● **What to work on**
Give the lines below again exactly, starting with the line that holds "assert_eq!(read_image_table(&mut cursor).unwrap(), images);" and going on through the line that holds "for record in sample_records()".

**** Provided information

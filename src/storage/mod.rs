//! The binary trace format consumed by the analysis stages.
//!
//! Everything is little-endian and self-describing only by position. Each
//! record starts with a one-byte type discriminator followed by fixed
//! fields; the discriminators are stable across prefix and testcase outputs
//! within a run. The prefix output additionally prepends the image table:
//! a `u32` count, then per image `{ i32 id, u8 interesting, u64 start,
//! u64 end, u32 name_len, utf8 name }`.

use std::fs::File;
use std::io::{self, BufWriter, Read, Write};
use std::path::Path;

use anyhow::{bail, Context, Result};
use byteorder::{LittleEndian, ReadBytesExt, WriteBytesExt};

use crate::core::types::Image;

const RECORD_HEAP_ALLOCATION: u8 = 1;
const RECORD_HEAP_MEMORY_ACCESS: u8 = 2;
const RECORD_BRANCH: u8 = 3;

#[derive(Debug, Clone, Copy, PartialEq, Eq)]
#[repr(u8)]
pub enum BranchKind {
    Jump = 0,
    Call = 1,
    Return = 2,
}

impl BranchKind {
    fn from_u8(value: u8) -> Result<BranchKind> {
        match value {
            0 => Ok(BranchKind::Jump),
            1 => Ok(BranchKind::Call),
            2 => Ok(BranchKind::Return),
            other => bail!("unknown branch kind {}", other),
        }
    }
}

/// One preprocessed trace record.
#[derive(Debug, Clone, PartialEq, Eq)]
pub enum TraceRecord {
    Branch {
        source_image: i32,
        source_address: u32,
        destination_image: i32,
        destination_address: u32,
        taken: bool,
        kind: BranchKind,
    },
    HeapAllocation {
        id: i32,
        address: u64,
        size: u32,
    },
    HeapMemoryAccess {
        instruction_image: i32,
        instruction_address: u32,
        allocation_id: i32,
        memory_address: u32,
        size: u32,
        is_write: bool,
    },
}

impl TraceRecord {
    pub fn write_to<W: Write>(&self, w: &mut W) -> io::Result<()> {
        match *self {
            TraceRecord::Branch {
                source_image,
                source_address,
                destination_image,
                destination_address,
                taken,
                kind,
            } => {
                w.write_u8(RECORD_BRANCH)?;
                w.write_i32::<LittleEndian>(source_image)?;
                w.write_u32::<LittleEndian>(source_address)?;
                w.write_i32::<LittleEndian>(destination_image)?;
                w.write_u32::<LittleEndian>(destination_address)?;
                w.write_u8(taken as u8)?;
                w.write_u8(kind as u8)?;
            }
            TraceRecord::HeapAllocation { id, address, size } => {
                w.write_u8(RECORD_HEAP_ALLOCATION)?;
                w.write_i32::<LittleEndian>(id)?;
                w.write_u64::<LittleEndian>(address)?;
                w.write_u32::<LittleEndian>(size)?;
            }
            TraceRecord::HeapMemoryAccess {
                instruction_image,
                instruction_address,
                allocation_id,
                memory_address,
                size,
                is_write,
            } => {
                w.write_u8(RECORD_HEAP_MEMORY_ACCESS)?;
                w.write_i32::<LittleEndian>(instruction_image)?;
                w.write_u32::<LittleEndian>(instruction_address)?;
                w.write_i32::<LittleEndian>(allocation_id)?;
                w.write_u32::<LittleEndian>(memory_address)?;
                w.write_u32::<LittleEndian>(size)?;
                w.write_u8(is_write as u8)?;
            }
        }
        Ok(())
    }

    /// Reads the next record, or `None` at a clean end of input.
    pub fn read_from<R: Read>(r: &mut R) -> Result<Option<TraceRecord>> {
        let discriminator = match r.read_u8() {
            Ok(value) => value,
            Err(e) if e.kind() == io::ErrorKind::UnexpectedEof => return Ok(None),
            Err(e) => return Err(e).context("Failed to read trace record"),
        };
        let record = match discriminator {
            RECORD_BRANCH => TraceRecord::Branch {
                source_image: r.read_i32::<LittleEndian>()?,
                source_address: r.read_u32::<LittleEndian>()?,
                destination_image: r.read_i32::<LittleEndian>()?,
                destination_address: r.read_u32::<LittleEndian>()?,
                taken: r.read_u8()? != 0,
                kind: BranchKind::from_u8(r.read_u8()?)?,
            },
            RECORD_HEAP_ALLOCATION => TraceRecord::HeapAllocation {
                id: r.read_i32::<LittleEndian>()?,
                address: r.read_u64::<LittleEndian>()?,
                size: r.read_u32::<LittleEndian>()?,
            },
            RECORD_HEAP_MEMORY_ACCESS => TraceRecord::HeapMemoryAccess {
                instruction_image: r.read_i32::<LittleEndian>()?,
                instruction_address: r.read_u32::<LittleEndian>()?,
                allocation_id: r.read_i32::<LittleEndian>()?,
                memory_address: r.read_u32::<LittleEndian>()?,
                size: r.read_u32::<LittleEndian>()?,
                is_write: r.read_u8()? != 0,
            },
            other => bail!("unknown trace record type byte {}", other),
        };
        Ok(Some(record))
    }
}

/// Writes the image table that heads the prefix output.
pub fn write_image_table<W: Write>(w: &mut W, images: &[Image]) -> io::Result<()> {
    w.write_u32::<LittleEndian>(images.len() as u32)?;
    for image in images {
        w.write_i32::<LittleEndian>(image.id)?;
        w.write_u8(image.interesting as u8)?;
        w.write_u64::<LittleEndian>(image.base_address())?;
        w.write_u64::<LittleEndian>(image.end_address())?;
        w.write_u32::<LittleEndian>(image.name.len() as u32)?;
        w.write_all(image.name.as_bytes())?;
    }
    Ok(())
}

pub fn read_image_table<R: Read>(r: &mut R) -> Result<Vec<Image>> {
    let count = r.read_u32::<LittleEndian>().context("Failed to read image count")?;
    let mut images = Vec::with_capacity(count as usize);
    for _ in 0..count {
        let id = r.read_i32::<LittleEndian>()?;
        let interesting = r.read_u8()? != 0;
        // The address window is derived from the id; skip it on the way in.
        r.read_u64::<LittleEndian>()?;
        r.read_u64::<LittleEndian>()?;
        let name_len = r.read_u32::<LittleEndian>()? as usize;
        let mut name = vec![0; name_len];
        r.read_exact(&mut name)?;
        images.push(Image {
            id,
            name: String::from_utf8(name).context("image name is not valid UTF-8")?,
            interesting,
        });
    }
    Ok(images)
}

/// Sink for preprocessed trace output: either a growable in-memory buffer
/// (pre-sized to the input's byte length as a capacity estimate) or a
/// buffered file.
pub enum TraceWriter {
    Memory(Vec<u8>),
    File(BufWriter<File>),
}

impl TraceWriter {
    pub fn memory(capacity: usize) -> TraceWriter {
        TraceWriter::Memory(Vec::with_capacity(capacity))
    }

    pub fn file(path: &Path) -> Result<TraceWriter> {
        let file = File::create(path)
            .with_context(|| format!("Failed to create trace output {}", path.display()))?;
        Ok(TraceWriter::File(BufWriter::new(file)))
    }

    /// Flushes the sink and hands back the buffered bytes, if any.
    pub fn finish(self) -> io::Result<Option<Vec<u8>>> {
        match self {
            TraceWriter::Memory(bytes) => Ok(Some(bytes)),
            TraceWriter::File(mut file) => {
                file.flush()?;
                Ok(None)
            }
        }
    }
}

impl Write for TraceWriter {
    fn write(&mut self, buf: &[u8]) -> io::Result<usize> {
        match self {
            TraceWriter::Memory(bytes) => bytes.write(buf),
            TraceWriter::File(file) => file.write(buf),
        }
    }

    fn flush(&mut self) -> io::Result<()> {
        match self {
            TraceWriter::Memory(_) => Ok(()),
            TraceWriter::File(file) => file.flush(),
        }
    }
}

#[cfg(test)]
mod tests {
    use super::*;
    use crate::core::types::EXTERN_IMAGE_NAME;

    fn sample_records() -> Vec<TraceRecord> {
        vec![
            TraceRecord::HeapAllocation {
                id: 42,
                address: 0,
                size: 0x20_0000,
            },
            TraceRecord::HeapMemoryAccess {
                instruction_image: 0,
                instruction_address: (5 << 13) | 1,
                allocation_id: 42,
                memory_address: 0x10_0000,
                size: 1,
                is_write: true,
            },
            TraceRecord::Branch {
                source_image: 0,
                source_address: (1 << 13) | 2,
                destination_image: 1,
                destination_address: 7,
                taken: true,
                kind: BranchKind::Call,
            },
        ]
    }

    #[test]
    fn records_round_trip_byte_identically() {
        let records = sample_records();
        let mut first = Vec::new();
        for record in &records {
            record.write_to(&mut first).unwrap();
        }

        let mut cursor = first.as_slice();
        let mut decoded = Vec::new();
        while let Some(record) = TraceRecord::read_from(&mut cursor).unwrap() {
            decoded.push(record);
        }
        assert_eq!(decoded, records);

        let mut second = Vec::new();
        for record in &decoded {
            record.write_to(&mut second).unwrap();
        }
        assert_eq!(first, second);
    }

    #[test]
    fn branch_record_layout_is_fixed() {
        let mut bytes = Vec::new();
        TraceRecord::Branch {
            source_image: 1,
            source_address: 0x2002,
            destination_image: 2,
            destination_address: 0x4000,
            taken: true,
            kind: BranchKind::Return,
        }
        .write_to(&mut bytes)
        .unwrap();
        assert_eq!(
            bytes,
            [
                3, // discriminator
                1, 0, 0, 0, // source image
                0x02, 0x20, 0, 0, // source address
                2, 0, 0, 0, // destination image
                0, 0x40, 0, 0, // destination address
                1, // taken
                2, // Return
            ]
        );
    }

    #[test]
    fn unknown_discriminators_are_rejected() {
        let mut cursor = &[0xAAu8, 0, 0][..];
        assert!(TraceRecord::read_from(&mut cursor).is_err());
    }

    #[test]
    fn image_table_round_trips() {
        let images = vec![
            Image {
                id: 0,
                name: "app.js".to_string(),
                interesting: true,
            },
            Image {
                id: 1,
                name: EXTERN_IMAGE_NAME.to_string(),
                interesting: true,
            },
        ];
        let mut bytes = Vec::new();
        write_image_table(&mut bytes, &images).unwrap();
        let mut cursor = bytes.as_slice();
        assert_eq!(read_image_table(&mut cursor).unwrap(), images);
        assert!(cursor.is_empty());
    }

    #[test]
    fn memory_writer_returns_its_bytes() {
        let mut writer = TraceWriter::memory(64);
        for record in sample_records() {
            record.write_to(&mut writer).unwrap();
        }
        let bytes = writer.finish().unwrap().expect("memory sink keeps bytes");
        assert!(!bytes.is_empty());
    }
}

********
**** Provided information

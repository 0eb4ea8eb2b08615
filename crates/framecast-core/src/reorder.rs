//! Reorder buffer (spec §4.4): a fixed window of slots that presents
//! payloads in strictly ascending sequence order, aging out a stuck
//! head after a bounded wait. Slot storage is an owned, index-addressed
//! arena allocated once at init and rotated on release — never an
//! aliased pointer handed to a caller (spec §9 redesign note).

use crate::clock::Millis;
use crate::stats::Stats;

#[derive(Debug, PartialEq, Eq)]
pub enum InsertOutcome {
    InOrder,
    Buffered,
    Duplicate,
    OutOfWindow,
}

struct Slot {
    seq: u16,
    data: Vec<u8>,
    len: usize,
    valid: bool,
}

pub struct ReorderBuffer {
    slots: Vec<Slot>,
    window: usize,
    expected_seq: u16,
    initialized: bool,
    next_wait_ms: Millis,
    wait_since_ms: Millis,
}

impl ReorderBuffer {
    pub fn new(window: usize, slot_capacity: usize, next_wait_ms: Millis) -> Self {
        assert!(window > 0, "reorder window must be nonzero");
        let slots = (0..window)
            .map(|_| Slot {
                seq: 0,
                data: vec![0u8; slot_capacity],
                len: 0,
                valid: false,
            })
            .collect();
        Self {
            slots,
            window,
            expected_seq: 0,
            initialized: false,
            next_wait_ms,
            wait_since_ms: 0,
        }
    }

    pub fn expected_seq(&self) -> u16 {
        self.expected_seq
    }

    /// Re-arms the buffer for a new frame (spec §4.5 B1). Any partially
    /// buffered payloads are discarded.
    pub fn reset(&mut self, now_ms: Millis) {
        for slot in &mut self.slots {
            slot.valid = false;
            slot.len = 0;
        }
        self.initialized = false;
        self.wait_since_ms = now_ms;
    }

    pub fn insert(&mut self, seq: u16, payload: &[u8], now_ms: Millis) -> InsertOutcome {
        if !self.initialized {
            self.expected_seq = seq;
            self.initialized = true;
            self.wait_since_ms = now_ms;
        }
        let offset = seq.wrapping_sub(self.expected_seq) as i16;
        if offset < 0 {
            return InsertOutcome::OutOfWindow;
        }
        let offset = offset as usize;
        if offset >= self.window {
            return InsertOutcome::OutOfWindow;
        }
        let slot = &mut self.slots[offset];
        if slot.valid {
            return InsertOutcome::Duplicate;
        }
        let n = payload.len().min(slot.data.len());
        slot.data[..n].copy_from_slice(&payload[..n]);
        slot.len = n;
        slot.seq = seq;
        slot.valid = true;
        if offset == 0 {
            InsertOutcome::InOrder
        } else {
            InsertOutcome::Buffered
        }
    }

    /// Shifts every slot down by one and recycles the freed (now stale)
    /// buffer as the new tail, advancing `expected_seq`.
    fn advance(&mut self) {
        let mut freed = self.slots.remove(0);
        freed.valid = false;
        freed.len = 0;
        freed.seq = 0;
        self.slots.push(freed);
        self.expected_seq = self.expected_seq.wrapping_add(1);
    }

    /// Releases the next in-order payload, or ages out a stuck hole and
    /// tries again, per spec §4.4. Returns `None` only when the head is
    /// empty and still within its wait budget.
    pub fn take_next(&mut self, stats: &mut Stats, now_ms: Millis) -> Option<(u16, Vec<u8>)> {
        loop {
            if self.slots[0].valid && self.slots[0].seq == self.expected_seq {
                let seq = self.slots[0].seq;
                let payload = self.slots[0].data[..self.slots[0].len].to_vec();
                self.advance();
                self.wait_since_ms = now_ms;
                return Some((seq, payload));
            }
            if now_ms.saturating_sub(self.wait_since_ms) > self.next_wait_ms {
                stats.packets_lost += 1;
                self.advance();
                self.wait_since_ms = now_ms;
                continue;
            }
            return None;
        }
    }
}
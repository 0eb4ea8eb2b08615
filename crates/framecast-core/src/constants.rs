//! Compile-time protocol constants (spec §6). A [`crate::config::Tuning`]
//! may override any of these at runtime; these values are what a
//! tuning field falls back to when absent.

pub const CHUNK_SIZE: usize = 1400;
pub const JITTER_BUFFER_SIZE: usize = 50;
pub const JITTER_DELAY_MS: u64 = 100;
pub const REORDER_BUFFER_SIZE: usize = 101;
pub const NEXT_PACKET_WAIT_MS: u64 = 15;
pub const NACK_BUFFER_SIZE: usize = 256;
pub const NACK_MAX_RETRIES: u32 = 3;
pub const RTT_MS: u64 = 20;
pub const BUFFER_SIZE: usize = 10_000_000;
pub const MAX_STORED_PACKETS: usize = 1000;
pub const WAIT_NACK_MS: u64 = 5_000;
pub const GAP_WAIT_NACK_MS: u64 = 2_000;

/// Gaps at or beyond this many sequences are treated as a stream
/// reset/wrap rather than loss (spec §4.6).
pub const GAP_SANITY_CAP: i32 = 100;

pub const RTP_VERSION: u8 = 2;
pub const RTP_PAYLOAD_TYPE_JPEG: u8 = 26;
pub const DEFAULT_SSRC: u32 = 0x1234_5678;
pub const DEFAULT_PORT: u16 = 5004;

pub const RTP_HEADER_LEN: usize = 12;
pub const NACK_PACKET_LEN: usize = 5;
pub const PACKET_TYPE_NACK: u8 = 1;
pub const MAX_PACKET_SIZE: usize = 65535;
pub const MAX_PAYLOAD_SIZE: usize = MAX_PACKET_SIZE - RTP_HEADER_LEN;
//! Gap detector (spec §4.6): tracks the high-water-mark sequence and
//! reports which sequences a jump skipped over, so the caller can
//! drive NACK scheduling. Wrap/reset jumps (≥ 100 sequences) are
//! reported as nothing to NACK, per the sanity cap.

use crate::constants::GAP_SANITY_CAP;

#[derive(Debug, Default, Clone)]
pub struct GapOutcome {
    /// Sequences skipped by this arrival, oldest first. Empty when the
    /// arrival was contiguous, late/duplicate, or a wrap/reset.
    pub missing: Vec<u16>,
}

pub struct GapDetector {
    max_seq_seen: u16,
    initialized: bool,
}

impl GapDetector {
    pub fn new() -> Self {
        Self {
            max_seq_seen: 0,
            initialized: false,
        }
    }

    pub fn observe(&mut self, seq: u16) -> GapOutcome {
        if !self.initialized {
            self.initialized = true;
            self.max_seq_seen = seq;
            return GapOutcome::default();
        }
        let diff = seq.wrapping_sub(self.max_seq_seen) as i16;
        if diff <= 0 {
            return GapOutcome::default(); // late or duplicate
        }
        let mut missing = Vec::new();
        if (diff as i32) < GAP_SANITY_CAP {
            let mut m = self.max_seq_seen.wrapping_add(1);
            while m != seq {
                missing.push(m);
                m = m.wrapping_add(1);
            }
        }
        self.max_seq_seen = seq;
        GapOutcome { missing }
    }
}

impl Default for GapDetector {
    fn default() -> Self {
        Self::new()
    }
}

********

● **Answer space**
        assert_eq!(read_image_table(&mut cursor).unwrap(), images);
        assert!(cursor.is_empty());
    }

    #[test]
    fn memory_writer_returns_its_bytes() {
        let mut writer = TraceWriter::memory(64);
        for record in sample_records() {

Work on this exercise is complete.